» **Task description**
Report all lines from the entries below in which "plus" appears.

» **Dataset entries**
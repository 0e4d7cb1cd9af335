//! Sessions and the per-room session registry.
//!
//! A session is the actor-side handle to one live connection: an id plus an
//! unbounded sender feeding that connection's socket writer task. Sessions
//! are ephemeral, belong to exactly one room, and are never persisted.
//! Dead-session detection is reactive: a session is discovered dead on its
//! first failed send and dropped from the registry on the spot.

use std::collections::HashMap;
use std::fmt;
use std::sync::atomic::{AtomicU64, Ordering};
use std::time::{SystemTime, UNIX_EPOCH};
use tokio::sync::mpsc;
use tracing::debug;

/// Counter to keep ids unique within the same nanosecond.
static SESSION_COUNTER: AtomicU64 = AtomicU64::new(0);

/// Unique identifier for a session.
#[derive(Debug, Clone, PartialEq, Eq, Hash)]
pub struct SessionId(String);

impl SessionId {
    /// Generate a fresh session id.
    #[must_use]
    pub fn generate() -> Self {
        let timestamp = SystemTime::now()
            .duration_since(UNIX_EPOCH)
            .unwrap_or_default()
            .as_nanos() as u64;
        let counter = SESSION_COUNTER.fetch_add(1, Ordering::Relaxed);
        Self(format!("sess_{:x}_{:x}", timestamp, counter))
    }

    /// Get the id as a string slice.
    #[must_use]
    pub fn as_str(&self) -> &str {
        &self.0
    }
}

impl fmt::Display for SessionId {
    fn fmt(&self, f: &mut fmt::Formatter<'_>) -> fmt::Result {
        write!(f, "{}", self.0)
    }
}

/// Lifecycle of a session. `Closed` is terminal; a client that wants back
/// in must re-dial and gets a fresh history replay.
#[derive(Debug, Clone, Copy, PartialEq, Eq)]
pub enum SessionState {
    /// Upgraded but not yet registered with a room.
    Connecting,
    /// Registered; receiving broadcasts.
    Open,
    /// Removed after close, error, or a failed send.
    Closed,
}

/// A live connection to one room.
#[derive(Debug)]
pub struct Session {
    id: SessionId,
    outbound: mpsc::UnboundedSender<String>,
    state: SessionState,
}

impl Session {
    /// Create a session wrapping the connection's outbound channel.
    #[must_use]
    pub fn new(outbound: mpsc::UnboundedSender<String>) -> Self {
        Self {
            id: SessionId::generate(),
            outbound,
            state: SessionState::Connecting,
        }
    }

    /// The session id.
    #[must_use]
    pub fn id(&self) -> &SessionId {
        &self.id
    }

    /// Current lifecycle state.
    #[must_use]
    pub fn state(&self) -> SessionState {
        self.state
    }

    /// Queue a text frame for delivery. Fails if the connection's writer
    /// task is gone.
    fn send(&self, text: String) -> Result<(), SessionGone> {
        self.outbound.send(text).map_err(|_| SessionGone)
    }

    fn close(&mut self) {
        self.state = SessionState::Closed;
    }
}

/// Marker for a send into a dead connection.
#[derive(Debug)]
struct SessionGone;

/// Result of one broadcast pass over the registry.
#[derive(Debug, Default)]
pub struct BroadcastOutcome {
    /// Sessions that accepted the frame.
    pub delivered: usize,
    /// Sessions dropped on send failure.
    pub dropped: Vec<SessionId>,
}

/// The set of live sessions for one room.
///
/// Owned exclusively by the room's actor; all mutation arrives through the
/// actor's serialized entry points, so no locking lives here.
#[derive(Debug, Default)]
pub struct SessionRegistry {
    sessions: HashMap<SessionId, Session>,
}

impl SessionRegistry {
    /// Create an empty registry.
    #[must_use]
    pub fn new() -> Self {
        Self::default()
    }

    /// Number of registered sessions.
    #[must_use]
    pub fn len(&self) -> usize {
        self.sessions.len()
    }

    /// Check whether no sessions are registered.
    #[must_use]
    pub fn is_empty(&self) -> bool {
        self.sessions.is_empty()
    }

    /// Register a session, transitioning it to `Open`.
    pub fn add(&mut self, mut session: Session) {
        session.state = SessionState::Open;
        debug!(session = %session.id, "Session registered");
        self.sessions.insert(session.id.clone(), session);
    }

    /// Remove a session, transitioning it to `Closed`. Returns the session
    /// if it was registered.
    pub fn remove(&mut self, id: &SessionId) -> Option<Session> {
        self.sessions.remove(id).map(|mut session| {
            session.close();
            debug!(session = %id, "Session removed");
            session
        })
    }

    /// Send a frame to one session, dropping it on failure.
    ///
    /// Returns `true` if the frame was accepted.
    pub fn send_to(&mut self, id: &SessionId, text: &str) -> bool {
        let Some(session) = self.sessions.get(id) else {
            return false;
        };
        if session.send(text.to_string()).is_ok() {
            true
        } else {
            self.remove(id);
            false
        }
    }

    /// Send a frame to every session.
    ///
    /// Failures are isolated per session: a failed send drops that session
    /// and delivery continues with the rest. No retries, no acks.
    pub fn broadcast(&mut self, text: &str) -> BroadcastOutcome {
        let mut outcome = BroadcastOutcome::default();

        self.sessions.retain(|id, session| {
            if session.send(text.to_string()).is_ok() {
                outcome.delivered += 1;
                true
            } else {
                session.close();
                outcome.dropped.push(id.clone());
                false
            }
        });

        for id in &outcome.dropped {
            debug!(session = %id, "Dropped dead session during broadcast");
        }

        outcome
    }
}
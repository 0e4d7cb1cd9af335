//! # mailroom-storage
//!
//! Durable per-room message log storage for the Mailroom relay.
//!
//! A room's history is a single ordered document of opaque JSON messages,
//! addressed by a room-scoped key (`messages:{room}`). The contract is
//! deliberately small: read the whole document, replace the whole document.
//! Bounding the document is the caller's job (the room actor applies the
//! eviction policy before every write).
//!
//! Two backends are provided:
//!
//! - [`MemoryLog`] - process-local, for tests and ephemeral deployments
//! - [`FileLog`] - one JSON file per key under a root directory

pub mod file;
pub mod memory;
pub mod traits;

pub use file::FileLog;
pub use memory::MemoryLog;
pub use traits::{log_key, DurableLog, StorageError};
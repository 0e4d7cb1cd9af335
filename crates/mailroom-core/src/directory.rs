//! Room directory: key to actor resolution.
//!
//! Maps a room key to its live actor handle, spawning the actor lazily on
//! first resolve. The same key always resolves to the same actor for the
//! life of the process; eviction of idle actors is deliberately not handled
//! here.

use crate::room::{spawn_room, RoomConfig, RoomHandle};
use dashmap::DashMap;
use mailroom_storage::DurableLog;
use std::sync::Arc;
use tracing::debug;

/// Lazily creating registry of room actors.
pub struct RoomDirectory {
    rooms: DashMap<String, RoomHandle>,
    storage: Arc<dyn DurableLog>,
    config: RoomConfig,
}

impl RoomDirectory {
    /// Create a directory whose rooms persist through `storage`.
    #[must_use]
    pub fn new(storage: Arc<dyn DurableLog>, config: RoomConfig) -> Self {
        Self {
            rooms: DashMap::new(),
            storage,
            config,
        }
    }

    /// Resolve a room key to its actor, spawning it on first access.
    ///
    /// Keys are opaque and case-sensitive; no normalization happens here.
    #[must_use]
    pub fn resolve(&self, key: &str) -> RoomHandle {
        self.rooms
            .entry(key.to_string())
            .or_insert_with(|| {
                debug!(room = %key, "Creating room actor");
                spawn_room(key, Arc::clone(&self.storage), self.config.clone())
            })
            .clone()
    }

    /// Number of live room actors.
    #[must_use]
    pub fn room_count(&self) -> usize {
        self.rooms.len()
    }

    /// Check whether a room actor exists for `key`.
    #[must_use]
    pub fn contains(&self, key: &str) -> bool {
        self.rooms.contains_key(key)
    }
}

#[cfg(test)]
mod tests {
    use super::*;
    use mailroom_storage::MemoryLog;
    use serde_json::json;

    fn directory() -> RoomDirectory {
        RoomDirectory::new(Arc::new(MemoryLog::new()), RoomConfig::default())
    }

    #[tokio::test]
    async fn test_resolve_creates_lazily() {
        let directory = directory();
        assert_eq!(directory.room_count(), 0);

        let _room = directory.resolve("inbox-1");
        assert_eq!(directory.room_count(), 1);
        assert!(directory.contains("inbox-1"));
    }

    #[tokio::test]
    async fn test_same_key_same_actor() {
        let directory = directory();

        let first = directory.resolve("inbox-1");
        first.ingest(json!({"n": 1})).await.unwrap();

        // A second resolve reaches the same actor and sees its log
        let second = directory.resolve("inbox-1");
        assert_eq!(second.stats().await.unwrap().log_len, 1);
        assert_eq!(directory.room_count(), 1);
    }

    #[tokio::test]
    async fn test_keys_are_case_sensitive() {
        let directory = directory();

        let upper = directory.resolve("Inbox");
        upper.ingest(json!({"n": 1})).await.unwrap();

        let lower = directory.resolve("inbox");
        assert_eq!(lower.stats().await.unwrap().log_len, 0);
        assert_eq!(directory.room_count(), 2);
    }
}
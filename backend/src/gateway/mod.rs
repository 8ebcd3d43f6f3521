//! Persistence gateway: authenticated CRUD over the hosted store
//!
//! Collections: `users`, `admins`, `scrap_listings`, `pickup_requests`, `transactions`,
//! plus the admin flag collections `listing_flags` and `pickup_flags`.
//! There is no local cache; every call goes to the store.

pub mod memory;
pub mod postgres;

pub use memory::InMemoryGateway;
pub use postgres::PgGateway;

use async_trait::async_trait;
use serde::{Deserialize, Serialize};
use thiserror::Error;
use uuid::Uuid;

use shared::{
    CompletePickup, FlagTarget, ListingStatus, ModerationFlag, NewFlag, NewListing,
    NewPickupRequest, PickupRequest, ScrapListing, Transaction, TransactionStatus, UserProfile,
    UserRole,
};

/// Errors reported by the persistence gateway
#[derive(Error, Debug)]
pub enum GatewayError {
    #[error("{0} not found")]
    NotFound(&'static str),

    #[error("conflict on {resource}: {message}")]
    Conflict { resource: String, message: String },

    #[error("database error: {0}")]
    Database(#[from] sqlx::Error),

    #[error("corrupt record in {collection}: {detail}")]
    Corrupt {
        collection: &'static str,
        detail: String,
    },

    #[error("store unavailable: {0}")]
    Unavailable(String),
}

impl GatewayError {
    pub fn conflict(resource: &str, message: impl Into<String>) -> Self {
        GatewayError::Conflict {
            resource: resource.to_string(),
            message: message.into(),
        }
    }
}

/// Result type for gateway operations
pub type GatewayResult<T> = Result<T, GatewayError>;

/// Admin credentials row; admins live outside the `users` collection
#[derive(Debug, Clone, Serialize, Deserialize)]
pub struct AdminAccount {
    pub admin_id: Uuid,
    pub email: String,
    pub password_hash: String,
}

/// A pickup request joined with the listing it references
pub type RequestWithListing = (PickupRequest, ScrapListing);

/// The remote store as seen by the services
#[async_trait]
pub trait PersistenceGateway: Send + Sync {
    /// Liveness check
    async fn ping(&self) -> GatewayResult<()>;

    // ------------------------------------------------------------------
    // users / admins
    // ------------------------------------------------------------------

    async fn get_user(&self, user_id: Uuid) -> GatewayResult<Option<UserProfile>>;

    async fn list_users(&self) -> GatewayResult<Vec<UserProfile>>;

    async fn update_user_role(&self, user_id: Uuid, role: UserRole) -> GatewayResult<UserProfile>;

    async fn delete_user(&self, user_id: Uuid) -> GatewayResult<()>;

    async fn find_admin_by_email(&self, email: &str) -> GatewayResult<Option<AdminAccount>>;

    // ------------------------------------------------------------------
    // scrap_listings
    // ------------------------------------------------------------------

    async fn insert_listing(&self, listing: NewListing) -> GatewayResult<ScrapListing>;

    async fn get_listing(&self, scrap_id: Uuid) -> GatewayResult<Option<ScrapListing>>;

    /// Available listings not owned by `viewer_id`, newest first
    async fn list_available_listings(&self, viewer_id: Uuid) -> GatewayResult<Vec<ScrapListing>>;

    async fn list_listings_by_owner(&self, owner_id: Uuid) -> GatewayResult<Vec<ScrapListing>>;

    async fn list_all_listings(&self) -> GatewayResult<Vec<ScrapListing>>;

    async fn update_listing_status(
        &self,
        scrap_id: Uuid,
        status: ListingStatus,
    ) -> GatewayResult<ScrapListing>;

    async fn delete_listing(&self, scrap_id: Uuid) -> GatewayResult<()>;

    // ------------------------------------------------------------------
    // pickup_requests
    // ------------------------------------------------------------------

    /// Insert a `pending` request with the sentinel slot
    async fn insert_pickup_request(&self, request: NewPickupRequest) -> GatewayResult<PickupRequest>;

    async fn get_pickup_request(&self, request_id: Uuid) -> GatewayResult<Option<PickupRequest>>;

    /// Requests on listings owned by `seller_id`, newest first
    async fn list_requests_for_seller(&self, seller_id: Uuid) -> GatewayResult<Vec<RequestWithListing>>;

    /// Requests created by `recycler_id`, newest first
    async fn list_requests_for_recycler(
        &self,
        recycler_id: Uuid,
    ) -> GatewayResult<Vec<RequestWithListing>>;

    async fn list_all_pickup_requests(&self) -> GatewayResult<Vec<PickupRequest>>;

    /// Conditionally accept: the request must still be `pending` and its listing
    /// `available`. Sets the slot and flips both in one step, otherwise `Conflict`.
    async fn accept_pickup_request(&self, request_id: Uuid, slot: &str) -> GatewayResult<PickupRequest>;

    async fn set_slot_notified(&self, request_id: Uuid, notified: bool) -> GatewayResult<()>;

    async fn delete_pickup_request(&self, request_id: Uuid) -> GatewayResult<()>;

    /// Atomically mark request and listing `completed` and insert the transaction
    async fn complete_pickup(&self, input: CompletePickup) -> GatewayResult<Transaction>;

    // ------------------------------------------------------------------
    // transactions
    // ------------------------------------------------------------------

    /// Transactions where the user is seller or recycler, newest first
    async fn list_transactions_for_user(&self, user_id: Uuid) -> GatewayResult<Vec<Transaction>>;

    async fn list_all_transactions(&self) -> GatewayResult<Vec<Transaction>>;

    async fn update_transaction_status(
        &self,
        transaction_id: Uuid,
        status: TransactionStatus,
    ) -> GatewayResult<Transaction>;

    // ------------------------------------------------------------------
    // listing_flags / pickup_flags
    // ------------------------------------------------------------------

    async fn insert_flag(&self, flag: NewFlag) -> GatewayResult<ModerationFlag>;

    /// Flags on one listing or request, newest first
    async fn list_flags(
        &self,
        target: FlagTarget,
        target_id: Uuid,
    ) -> GatewayResult<Vec<ModerationFlag>>;
}
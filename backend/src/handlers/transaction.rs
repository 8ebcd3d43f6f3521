//! Transaction HTTP handlers

use axum::{extract::State, Json};

use shared::Transaction;

use crate::error::AppResult;
use crate::middleware::CurrentSession;
use crate::services::TransactionService;
use crate::AppState;

pub async fn my_transactions(
    State(state): State<AppState>,
    CurrentSession(session): CurrentSession,
) -> AppResult<Json<Vec<Transaction>>> {
    let service = TransactionService::new(state.gateway.clone());
    Ok(Json(service.mine(&session).await?))
}
//! Error handling for the Scrap Link backend
//!
//! Every failure surfaces to the acting user as `{ "error": { code, message, field? } }`.

use axum::{
    http::StatusCode,
    response::{IntoResponse, Response},
    Json,
};
use serde::Serialize;
use thiserror::Error;

use crate::external::PredictionError;
use crate::gateway::GatewayError;

/// Application error types
#[derive(Error, Debug)]
pub enum AppError {
    // Session errors
    #[error("Invalid credentials")]
    InvalidCredentials,

    #[error("Unauthorized: {0}")]
    Unauthorized(String),

    #[error("Forbidden: {0}")]
    Forbidden(String),

    #[error("Session is still loading")]
    SessionLoading,

    // Validation errors
    #[error("Validation error: {message}")]
    Validation { field: String, message: String },

    #[error("Resource not found: {0}")]
    NotFound(String),

    #[error("Conflict: {message}")]
    Conflict { resource: String, message: String },

    // Business logic errors
    #[error("Invalid state transition: {0}")]
    InvalidStateTransition(String),

    // External collaborator errors
    #[error("Persistence error: {0}")]
    Persistence(GatewayError),

    #[error("Price prediction error: {0}")]
    Prediction(#[from] PredictionError),

    // Internal errors
    #[error("Internal server error: {0}")]
    Internal(String),

    #[error("Internal server error")]
    InternalError(#[from] anyhow::Error),
}

impl AppError {
    pub fn validation(field: &str, message: impl Into<String>) -> Self {
        AppError::Validation {
            field: field.to_string(),
            message: message.into(),
        }
    }

    pub fn conflict(resource: &str, message: impl Into<String>) -> Self {
        AppError::Conflict {
            resource: resource.to_string(),
            message: message.into(),
        }
    }
}

impl From<GatewayError> for AppError {
    fn from(err: GatewayError) -> Self {
        match err {
            GatewayError::NotFound(what) => AppError::NotFound(what.to_string()),
            GatewayError::Conflict { resource, message } => AppError::Conflict { resource, message },
            other => AppError::Persistence(other),
        }
    }
}

impl From<validator::ValidationErrors> for AppError {
    fn from(errors: validator::ValidationErrors) -> Self {
        let (field, message) = errors
            .field_errors()
            .into_iter()
            .next()
            .map(|(field, errs)| {
                let message = errs
                    .first()
                    .and_then(|e| e.message.as_ref().map(|m| m.to_string()))
                    .unwrap_or_else(|| format!("Invalid value for {}", field));
                (field.to_string(), message)
            })
            .unwrap_or_else(|| ("input".to_string(), "Invalid input".to_string()));

        AppError::Validation { field, message }
    }
}

/// Error response structure
#[derive(Serialize)]
pub struct ErrorResponse {
    pub error: ErrorDetail,
}

#[derive(Serialize)]
pub struct ErrorDetail {
    pub code: String,
    pub message: String,
    #[serde(skip_serializing_if = "Option::is_none")]
    pub field: Option<String>,
}

impl ErrorDetail {
    pub fn new(code: &str, message: impl Into<String>) -> Self {
        Self {
            code: code.to_string(),
            message: message.into(),
            field: None,
        }
    }
}

impl AppError {
    /// HTTP status and client-facing detail for this error
    pub fn status_and_detail(&self) -> (StatusCode, ErrorDetail) {
        match self {
            AppError::InvalidCredentials => (
                StatusCode::UNAUTHORIZED,
                ErrorDetail::new("INVALID_CREDENTIALS", "Invalid email or password"),
            ),
            AppError::Unauthorized(msg) => {
                (StatusCode::UNAUTHORIZED, ErrorDetail::new("UNAUTHORIZED", msg.clone()))
            }
            AppError::Forbidden(msg) => {
                (StatusCode::FORBIDDEN, ErrorDetail::new("FORBIDDEN", msg.clone()))
            }
            AppError::SessionLoading => (
                StatusCode::SERVICE_UNAVAILABLE,
                ErrorDetail::new("SESSION_LOADING", "Session is still being resolved"),
            ),
            AppError::Validation { field, message } => (
                StatusCode::BAD_REQUEST,
                ErrorDetail {
                    code: "VALIDATION_ERROR".to_string(),
                    message: message.clone(),
                    field: Some(field.clone()),
                },
            ),
            AppError::NotFound(resource) => (
                StatusCode::NOT_FOUND,
                ErrorDetail::new("NOT_FOUND", format!("{} not found", resource)),
            ),
            AppError::Conflict { resource, message } => (
                StatusCode::CONFLICT,
                ErrorDetail {
                    code: "CONFLICT".to_string(),
                    message: message.clone(),
                    field: Some(resource.clone()),
                },
            ),
            AppError::InvalidStateTransition(msg) => (
                StatusCode::UNPROCESSABLE_ENTITY,
                ErrorDetail::new("INVALID_STATE_TRANSITION", msg.clone()),
            ),
            AppError::Persistence(_) => (
                StatusCode::BAD_GATEWAY,
                ErrorDetail::new("PERSISTENCE_ERROR", "The data store could not complete the request"),
            ),
            AppError::Prediction(err) => (
                StatusCode::BAD_GATEWAY,
                ErrorDetail::new(
                    "PREDICTION_ERROR",
                    format!("Price prediction unavailable, enter a price manually: {}", err),
                ),
            ),
            AppError::Internal(msg) => (
                StatusCode::INTERNAL_SERVER_ERROR,
                ErrorDetail::new("INTERNAL_ERROR", msg.clone()),
            ),
            AppError::InternalError(_) => (
                StatusCode::INTERNAL_SERVER_ERROR,
                ErrorDetail::new("INTERNAL_ERROR", "An internal server error occurred"),
            ),
        }
    }
}

impl IntoResponse for AppError {
    fn into_response(self) -> Response {
        let (status, error_detail) = self.status_and_detail();

        if status.is_server_error() {
            tracing::error!(error = ?self, "request failed");
        } else {
            tracing::warn!(error = %self, "request rejected");
        }

        (status, Json(ErrorResponse { error: error_detail })).into_response()
    }
}

/// Result type alias for handlers and services
pub type AppResult<T> = Result<T, AppError>;
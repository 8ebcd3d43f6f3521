//! HTTP middleware

pub mod auth;

pub use auth::{session_middleware, CurrentSession};
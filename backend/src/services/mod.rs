//! Business logic services for the Scrap Link marketplace

pub mod admin;
pub mod auth;
pub mod listing;
pub mod notification;
pub mod pickup;
pub mod transaction;

pub use admin::AdminService;
pub use auth::AuthService;
pub use listing::ListingService;
pub use notification::{NotificationOutbox, NotificationWorker, RetryPolicy};
pub use pickup::PickupService;
pub use transaction::TransactionService;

» **Response to the task**
//! A session is the actor-side handle to one live connection: an id plus an
//! plus the admin flag collections `listing_flags` and `pickup_flags`.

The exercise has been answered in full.